Take the entries below and print only the lines from the one with "else at warn" through the one with "EnvFilter::try_new(filter_string)", exactly as they stand, both ends included.
Start of Block
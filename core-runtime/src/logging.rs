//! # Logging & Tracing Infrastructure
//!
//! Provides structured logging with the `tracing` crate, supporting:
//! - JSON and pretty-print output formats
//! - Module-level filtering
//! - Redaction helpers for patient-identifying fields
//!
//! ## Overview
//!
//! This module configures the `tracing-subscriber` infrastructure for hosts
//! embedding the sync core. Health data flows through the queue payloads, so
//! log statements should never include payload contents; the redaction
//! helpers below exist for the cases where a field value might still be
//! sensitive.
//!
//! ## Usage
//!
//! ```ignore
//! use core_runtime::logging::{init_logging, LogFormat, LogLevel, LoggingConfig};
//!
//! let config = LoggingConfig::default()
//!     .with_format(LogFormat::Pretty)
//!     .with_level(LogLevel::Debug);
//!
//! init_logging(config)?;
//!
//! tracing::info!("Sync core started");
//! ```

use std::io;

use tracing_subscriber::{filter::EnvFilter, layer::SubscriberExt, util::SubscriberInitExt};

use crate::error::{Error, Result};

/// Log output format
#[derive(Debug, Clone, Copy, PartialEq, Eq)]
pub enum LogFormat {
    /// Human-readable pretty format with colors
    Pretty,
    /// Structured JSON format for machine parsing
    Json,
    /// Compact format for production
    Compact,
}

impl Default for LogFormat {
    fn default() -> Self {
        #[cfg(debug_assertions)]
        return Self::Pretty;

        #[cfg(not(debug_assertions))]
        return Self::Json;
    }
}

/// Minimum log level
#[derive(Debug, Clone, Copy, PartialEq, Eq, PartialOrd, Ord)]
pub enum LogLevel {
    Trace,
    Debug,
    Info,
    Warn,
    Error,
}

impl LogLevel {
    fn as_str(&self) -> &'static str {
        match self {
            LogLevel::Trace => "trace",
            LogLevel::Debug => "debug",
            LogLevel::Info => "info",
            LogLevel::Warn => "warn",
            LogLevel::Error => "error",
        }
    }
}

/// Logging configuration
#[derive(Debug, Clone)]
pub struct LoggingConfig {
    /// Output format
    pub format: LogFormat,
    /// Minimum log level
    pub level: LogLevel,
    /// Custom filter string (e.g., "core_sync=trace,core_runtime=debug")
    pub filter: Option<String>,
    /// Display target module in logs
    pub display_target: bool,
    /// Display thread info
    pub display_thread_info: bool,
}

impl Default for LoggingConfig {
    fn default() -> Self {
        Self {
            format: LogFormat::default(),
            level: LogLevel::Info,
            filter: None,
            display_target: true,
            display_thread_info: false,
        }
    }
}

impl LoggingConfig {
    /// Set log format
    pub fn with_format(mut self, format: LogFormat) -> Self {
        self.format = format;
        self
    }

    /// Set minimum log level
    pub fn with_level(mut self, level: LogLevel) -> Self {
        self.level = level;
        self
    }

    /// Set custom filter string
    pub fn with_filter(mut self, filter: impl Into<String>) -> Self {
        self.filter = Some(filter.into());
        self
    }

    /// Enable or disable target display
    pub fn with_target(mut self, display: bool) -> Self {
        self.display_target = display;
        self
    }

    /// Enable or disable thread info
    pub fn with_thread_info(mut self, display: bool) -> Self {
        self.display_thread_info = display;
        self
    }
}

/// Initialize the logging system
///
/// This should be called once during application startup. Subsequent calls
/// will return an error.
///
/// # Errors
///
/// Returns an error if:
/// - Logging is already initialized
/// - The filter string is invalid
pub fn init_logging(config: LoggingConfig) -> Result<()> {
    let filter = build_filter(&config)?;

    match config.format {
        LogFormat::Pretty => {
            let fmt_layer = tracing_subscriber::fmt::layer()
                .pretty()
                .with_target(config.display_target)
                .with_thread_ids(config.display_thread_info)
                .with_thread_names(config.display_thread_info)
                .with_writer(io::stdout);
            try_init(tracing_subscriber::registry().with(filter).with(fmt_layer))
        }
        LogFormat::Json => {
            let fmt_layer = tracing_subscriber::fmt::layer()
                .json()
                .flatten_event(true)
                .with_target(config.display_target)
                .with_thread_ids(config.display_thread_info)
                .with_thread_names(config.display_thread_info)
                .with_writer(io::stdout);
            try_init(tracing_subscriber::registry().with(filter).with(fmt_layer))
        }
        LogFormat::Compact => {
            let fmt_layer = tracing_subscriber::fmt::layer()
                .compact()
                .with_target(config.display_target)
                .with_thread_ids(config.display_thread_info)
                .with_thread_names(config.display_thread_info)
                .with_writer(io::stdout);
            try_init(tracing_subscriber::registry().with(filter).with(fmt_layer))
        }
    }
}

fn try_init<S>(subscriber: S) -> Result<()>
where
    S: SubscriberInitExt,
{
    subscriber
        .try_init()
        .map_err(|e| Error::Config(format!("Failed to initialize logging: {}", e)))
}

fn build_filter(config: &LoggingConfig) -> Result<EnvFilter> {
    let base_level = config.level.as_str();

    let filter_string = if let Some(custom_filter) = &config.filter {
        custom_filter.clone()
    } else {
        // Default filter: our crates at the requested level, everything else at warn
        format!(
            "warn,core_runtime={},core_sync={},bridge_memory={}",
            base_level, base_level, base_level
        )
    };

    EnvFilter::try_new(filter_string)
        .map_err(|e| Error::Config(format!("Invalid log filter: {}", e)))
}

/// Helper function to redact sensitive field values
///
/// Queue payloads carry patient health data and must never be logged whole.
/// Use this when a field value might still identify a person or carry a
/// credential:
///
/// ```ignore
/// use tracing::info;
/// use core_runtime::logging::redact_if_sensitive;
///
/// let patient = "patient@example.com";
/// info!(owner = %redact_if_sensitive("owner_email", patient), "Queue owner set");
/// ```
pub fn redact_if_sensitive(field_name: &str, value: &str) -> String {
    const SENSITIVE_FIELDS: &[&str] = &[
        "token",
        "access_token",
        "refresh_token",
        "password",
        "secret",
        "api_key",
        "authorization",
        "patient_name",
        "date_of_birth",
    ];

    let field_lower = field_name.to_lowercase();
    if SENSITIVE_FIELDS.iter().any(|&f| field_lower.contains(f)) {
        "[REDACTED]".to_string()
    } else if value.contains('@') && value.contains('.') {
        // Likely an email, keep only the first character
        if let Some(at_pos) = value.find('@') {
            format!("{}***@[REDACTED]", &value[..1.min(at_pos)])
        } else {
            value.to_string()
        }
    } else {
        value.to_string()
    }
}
End of Block
Reply to the exercise:
        // Default filter: our crates at the requested level, everything else at warn
        format!(
            "warn,core_runtime={},core_sync={},bridge_memory={}",
            base_level, base_level, base_level
        )
    };

    EnvFilter::try_new(filter_string)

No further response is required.